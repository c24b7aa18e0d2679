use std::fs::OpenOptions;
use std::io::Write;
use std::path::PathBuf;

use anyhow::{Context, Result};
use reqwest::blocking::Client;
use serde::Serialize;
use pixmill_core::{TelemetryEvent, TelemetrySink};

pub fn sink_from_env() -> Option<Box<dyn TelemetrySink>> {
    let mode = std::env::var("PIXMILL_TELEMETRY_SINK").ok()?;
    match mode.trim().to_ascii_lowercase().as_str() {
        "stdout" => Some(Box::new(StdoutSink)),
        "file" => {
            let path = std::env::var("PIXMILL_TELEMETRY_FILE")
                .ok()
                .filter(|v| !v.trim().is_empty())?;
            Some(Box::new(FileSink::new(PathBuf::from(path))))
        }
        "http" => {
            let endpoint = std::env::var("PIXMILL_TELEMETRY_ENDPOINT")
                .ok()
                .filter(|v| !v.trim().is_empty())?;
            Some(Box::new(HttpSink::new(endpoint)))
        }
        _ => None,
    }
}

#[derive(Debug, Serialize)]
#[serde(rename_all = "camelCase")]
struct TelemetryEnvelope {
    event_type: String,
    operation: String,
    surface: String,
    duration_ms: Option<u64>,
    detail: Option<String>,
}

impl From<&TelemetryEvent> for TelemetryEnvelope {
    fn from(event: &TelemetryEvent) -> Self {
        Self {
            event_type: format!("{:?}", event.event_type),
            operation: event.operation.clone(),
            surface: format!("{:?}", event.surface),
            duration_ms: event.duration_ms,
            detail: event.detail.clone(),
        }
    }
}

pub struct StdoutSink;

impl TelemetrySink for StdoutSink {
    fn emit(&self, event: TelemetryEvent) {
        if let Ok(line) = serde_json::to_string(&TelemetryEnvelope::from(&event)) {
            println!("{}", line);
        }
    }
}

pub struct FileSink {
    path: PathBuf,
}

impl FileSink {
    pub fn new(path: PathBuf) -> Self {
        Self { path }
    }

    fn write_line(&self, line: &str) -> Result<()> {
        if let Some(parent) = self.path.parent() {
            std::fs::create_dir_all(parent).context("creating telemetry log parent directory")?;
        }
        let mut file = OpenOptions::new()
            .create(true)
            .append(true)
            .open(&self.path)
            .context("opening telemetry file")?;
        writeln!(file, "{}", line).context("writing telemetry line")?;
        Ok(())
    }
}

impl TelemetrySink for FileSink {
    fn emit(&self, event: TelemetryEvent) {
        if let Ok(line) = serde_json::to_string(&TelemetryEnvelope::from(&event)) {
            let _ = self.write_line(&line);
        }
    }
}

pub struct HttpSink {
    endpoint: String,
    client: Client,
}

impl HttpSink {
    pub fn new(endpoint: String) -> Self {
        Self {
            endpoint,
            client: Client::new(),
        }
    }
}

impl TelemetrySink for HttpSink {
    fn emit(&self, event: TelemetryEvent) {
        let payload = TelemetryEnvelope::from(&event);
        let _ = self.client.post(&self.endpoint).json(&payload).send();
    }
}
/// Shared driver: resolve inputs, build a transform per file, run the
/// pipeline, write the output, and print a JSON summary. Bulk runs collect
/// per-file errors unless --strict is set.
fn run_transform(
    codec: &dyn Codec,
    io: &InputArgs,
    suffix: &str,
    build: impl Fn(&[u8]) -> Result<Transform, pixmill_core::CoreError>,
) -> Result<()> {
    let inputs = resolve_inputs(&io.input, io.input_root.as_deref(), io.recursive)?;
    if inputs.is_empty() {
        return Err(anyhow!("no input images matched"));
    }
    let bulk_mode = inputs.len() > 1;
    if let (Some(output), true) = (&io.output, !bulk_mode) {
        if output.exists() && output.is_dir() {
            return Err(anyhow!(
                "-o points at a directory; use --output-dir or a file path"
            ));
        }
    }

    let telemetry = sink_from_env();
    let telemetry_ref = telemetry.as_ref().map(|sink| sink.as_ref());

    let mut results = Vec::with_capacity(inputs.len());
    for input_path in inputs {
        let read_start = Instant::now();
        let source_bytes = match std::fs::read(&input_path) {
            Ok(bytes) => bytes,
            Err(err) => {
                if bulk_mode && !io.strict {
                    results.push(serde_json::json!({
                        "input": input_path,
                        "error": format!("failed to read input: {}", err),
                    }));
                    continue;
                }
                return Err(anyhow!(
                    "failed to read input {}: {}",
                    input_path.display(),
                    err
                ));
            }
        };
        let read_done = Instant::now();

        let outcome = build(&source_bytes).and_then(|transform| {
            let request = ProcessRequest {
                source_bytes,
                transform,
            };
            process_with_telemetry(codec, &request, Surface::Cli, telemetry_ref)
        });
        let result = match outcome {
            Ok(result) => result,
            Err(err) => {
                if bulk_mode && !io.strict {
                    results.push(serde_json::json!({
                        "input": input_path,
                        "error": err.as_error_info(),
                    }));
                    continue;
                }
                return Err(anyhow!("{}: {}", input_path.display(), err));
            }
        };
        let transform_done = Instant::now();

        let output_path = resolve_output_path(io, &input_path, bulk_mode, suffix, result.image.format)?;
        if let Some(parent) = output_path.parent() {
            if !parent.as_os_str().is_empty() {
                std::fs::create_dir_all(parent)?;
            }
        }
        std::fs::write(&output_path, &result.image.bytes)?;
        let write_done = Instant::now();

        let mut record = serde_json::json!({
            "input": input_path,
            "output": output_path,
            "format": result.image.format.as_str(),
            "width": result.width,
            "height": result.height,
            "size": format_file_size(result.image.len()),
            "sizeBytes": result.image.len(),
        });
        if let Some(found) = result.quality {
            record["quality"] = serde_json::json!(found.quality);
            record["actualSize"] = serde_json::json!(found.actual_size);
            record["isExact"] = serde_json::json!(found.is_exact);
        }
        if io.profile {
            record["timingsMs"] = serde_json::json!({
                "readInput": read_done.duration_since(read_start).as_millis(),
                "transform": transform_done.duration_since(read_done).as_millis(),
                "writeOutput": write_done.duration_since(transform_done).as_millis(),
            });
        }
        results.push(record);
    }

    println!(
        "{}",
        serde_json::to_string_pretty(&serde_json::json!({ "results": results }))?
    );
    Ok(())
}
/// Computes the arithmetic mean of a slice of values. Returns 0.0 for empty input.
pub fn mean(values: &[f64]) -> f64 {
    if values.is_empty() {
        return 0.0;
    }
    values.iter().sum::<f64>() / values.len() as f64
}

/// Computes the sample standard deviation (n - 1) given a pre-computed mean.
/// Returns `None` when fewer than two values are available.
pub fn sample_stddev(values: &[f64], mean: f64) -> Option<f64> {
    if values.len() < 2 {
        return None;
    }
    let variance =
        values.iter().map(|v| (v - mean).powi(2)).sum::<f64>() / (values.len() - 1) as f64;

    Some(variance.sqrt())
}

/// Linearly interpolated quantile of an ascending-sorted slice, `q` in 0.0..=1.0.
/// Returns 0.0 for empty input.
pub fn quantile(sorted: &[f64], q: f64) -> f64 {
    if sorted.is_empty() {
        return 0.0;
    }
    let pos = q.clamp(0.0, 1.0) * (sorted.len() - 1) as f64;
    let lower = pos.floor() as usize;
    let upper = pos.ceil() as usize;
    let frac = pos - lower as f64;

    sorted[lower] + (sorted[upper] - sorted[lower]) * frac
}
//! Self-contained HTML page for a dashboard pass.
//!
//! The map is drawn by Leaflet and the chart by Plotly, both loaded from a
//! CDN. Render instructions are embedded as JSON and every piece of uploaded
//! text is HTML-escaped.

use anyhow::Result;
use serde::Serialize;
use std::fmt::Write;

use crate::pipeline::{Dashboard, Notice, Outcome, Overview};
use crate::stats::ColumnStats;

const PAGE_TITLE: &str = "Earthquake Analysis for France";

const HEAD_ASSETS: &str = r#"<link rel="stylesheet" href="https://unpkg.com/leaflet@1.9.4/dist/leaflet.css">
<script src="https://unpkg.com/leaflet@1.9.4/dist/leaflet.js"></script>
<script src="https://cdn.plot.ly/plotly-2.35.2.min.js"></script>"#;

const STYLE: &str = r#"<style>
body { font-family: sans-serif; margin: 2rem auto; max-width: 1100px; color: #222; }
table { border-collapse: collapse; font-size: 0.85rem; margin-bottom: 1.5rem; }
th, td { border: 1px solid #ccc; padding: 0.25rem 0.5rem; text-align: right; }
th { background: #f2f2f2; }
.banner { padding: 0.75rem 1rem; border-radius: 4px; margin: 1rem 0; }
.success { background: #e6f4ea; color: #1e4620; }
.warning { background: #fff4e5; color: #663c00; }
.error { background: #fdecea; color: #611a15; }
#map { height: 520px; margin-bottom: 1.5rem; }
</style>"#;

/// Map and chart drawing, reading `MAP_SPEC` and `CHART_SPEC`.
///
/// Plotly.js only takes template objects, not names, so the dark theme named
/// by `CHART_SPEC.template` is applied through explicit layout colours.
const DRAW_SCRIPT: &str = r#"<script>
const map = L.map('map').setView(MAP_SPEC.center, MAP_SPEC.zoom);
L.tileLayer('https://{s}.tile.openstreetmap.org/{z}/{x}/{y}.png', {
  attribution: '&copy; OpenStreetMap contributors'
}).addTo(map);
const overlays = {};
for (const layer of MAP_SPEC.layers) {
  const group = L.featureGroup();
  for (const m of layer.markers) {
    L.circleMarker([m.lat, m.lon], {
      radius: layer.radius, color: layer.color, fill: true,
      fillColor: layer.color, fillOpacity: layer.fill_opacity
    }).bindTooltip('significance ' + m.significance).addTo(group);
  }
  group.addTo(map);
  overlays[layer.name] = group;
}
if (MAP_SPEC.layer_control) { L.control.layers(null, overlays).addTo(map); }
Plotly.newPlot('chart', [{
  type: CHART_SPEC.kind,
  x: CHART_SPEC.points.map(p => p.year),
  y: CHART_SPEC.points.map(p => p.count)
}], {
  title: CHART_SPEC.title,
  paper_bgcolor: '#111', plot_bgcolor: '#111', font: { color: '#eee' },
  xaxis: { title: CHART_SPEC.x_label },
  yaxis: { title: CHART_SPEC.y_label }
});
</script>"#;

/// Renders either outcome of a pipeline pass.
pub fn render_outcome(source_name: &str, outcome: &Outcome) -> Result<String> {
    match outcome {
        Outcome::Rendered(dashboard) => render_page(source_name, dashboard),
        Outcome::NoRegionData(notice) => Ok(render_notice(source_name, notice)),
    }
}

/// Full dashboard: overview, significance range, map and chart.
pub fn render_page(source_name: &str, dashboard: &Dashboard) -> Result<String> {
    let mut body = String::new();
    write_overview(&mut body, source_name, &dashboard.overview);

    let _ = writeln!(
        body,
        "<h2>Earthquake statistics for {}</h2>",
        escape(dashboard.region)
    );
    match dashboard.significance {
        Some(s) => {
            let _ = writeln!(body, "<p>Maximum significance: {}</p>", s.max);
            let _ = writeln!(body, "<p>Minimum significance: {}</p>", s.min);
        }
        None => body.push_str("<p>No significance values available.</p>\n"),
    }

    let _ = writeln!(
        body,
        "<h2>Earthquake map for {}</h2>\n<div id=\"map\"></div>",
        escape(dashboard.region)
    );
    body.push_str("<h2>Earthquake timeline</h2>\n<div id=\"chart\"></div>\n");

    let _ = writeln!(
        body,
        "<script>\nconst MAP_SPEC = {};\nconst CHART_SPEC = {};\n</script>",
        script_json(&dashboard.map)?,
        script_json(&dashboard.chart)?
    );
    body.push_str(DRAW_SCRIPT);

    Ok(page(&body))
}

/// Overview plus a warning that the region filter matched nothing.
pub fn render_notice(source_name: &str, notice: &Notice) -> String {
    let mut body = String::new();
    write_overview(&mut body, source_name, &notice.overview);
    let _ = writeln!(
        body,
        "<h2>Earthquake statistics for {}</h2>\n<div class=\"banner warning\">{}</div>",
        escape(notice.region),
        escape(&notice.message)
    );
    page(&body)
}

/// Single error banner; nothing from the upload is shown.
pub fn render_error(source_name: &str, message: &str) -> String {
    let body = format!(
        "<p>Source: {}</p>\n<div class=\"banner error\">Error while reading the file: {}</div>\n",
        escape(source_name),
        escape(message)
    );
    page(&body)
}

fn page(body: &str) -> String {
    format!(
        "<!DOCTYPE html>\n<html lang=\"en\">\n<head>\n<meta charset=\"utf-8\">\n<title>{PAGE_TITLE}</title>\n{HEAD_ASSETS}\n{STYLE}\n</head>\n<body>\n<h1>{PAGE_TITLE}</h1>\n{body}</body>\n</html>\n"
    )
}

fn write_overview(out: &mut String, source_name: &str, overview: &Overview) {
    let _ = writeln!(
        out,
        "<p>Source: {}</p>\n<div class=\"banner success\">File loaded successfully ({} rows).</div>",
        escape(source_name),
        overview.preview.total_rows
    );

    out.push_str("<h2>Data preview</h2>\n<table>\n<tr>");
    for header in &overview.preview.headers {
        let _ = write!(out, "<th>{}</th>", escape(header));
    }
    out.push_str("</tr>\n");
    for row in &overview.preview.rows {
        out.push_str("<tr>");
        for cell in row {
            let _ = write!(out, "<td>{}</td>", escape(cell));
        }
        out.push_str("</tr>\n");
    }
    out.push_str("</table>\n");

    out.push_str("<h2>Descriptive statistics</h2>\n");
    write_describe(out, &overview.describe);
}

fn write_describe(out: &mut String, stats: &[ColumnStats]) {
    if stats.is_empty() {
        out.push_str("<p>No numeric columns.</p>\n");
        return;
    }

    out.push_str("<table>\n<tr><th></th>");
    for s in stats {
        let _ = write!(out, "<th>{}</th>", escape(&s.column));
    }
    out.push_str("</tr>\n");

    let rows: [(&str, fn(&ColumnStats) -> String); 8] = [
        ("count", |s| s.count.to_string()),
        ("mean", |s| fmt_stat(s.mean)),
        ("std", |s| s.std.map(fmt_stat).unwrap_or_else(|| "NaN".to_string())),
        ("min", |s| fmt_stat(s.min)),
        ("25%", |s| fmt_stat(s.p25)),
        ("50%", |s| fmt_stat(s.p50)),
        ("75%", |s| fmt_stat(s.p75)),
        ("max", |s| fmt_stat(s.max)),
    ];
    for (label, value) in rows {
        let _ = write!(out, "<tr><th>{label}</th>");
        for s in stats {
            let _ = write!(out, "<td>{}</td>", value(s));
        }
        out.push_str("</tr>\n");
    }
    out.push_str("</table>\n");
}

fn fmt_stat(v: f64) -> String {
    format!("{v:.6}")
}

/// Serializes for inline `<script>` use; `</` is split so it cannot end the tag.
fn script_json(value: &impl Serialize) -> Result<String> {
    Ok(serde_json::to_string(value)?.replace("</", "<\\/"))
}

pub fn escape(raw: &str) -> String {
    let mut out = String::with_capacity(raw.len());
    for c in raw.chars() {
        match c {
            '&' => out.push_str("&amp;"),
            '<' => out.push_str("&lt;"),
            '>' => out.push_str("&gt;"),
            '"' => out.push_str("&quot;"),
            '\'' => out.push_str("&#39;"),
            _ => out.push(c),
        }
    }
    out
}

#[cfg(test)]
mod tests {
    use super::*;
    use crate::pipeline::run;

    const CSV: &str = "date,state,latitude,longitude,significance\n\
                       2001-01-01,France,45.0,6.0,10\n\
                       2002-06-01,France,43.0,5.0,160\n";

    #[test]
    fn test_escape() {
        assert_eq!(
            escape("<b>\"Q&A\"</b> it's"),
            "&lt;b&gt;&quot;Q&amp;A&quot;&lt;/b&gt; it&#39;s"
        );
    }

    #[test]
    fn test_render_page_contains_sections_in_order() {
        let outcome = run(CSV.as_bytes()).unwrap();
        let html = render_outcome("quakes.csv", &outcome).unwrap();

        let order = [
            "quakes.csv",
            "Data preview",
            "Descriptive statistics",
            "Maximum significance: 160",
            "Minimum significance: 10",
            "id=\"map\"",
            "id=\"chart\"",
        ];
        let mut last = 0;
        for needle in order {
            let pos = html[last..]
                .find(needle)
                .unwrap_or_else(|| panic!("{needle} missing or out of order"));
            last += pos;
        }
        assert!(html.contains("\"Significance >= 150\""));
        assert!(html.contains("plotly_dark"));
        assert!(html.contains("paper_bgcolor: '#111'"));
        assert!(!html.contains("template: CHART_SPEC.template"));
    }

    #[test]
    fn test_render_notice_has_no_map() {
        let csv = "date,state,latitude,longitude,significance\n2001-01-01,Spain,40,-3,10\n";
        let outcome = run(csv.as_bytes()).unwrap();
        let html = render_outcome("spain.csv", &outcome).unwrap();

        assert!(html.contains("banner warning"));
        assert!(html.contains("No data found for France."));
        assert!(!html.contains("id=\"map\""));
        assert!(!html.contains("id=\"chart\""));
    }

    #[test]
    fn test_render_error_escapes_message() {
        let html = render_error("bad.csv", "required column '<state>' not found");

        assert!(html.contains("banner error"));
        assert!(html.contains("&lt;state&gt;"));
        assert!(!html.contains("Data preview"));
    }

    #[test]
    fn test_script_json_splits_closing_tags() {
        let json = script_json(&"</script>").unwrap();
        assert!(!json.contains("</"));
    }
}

> Task requirements: Look in the material above for the line with "let lower = pos.floor() as usize;" and the line with "use std::fmt::Write;", and transcribe exactly those lines and all lines between them, nothing more.

> Expected answer:
    let lower = pos.floor() as usize;
    let upper = pos.ceil() as usize;
    let frac = pos - lower as f64;

    sorted[lower] + (sorted[upper] - sorted[lower]) * frac
}
//! Self-contained HTML page for a dashboard pass.
//!
//! The map is drawn by Leaflet and the chart by Plotly, both loaded from a
//! CDN. Render instructions are embedded as JSON and every piece of uploaded
//! text is HTML-escaped.

use anyhow::Result;
use serde::Serialize;
use std::fmt::Write;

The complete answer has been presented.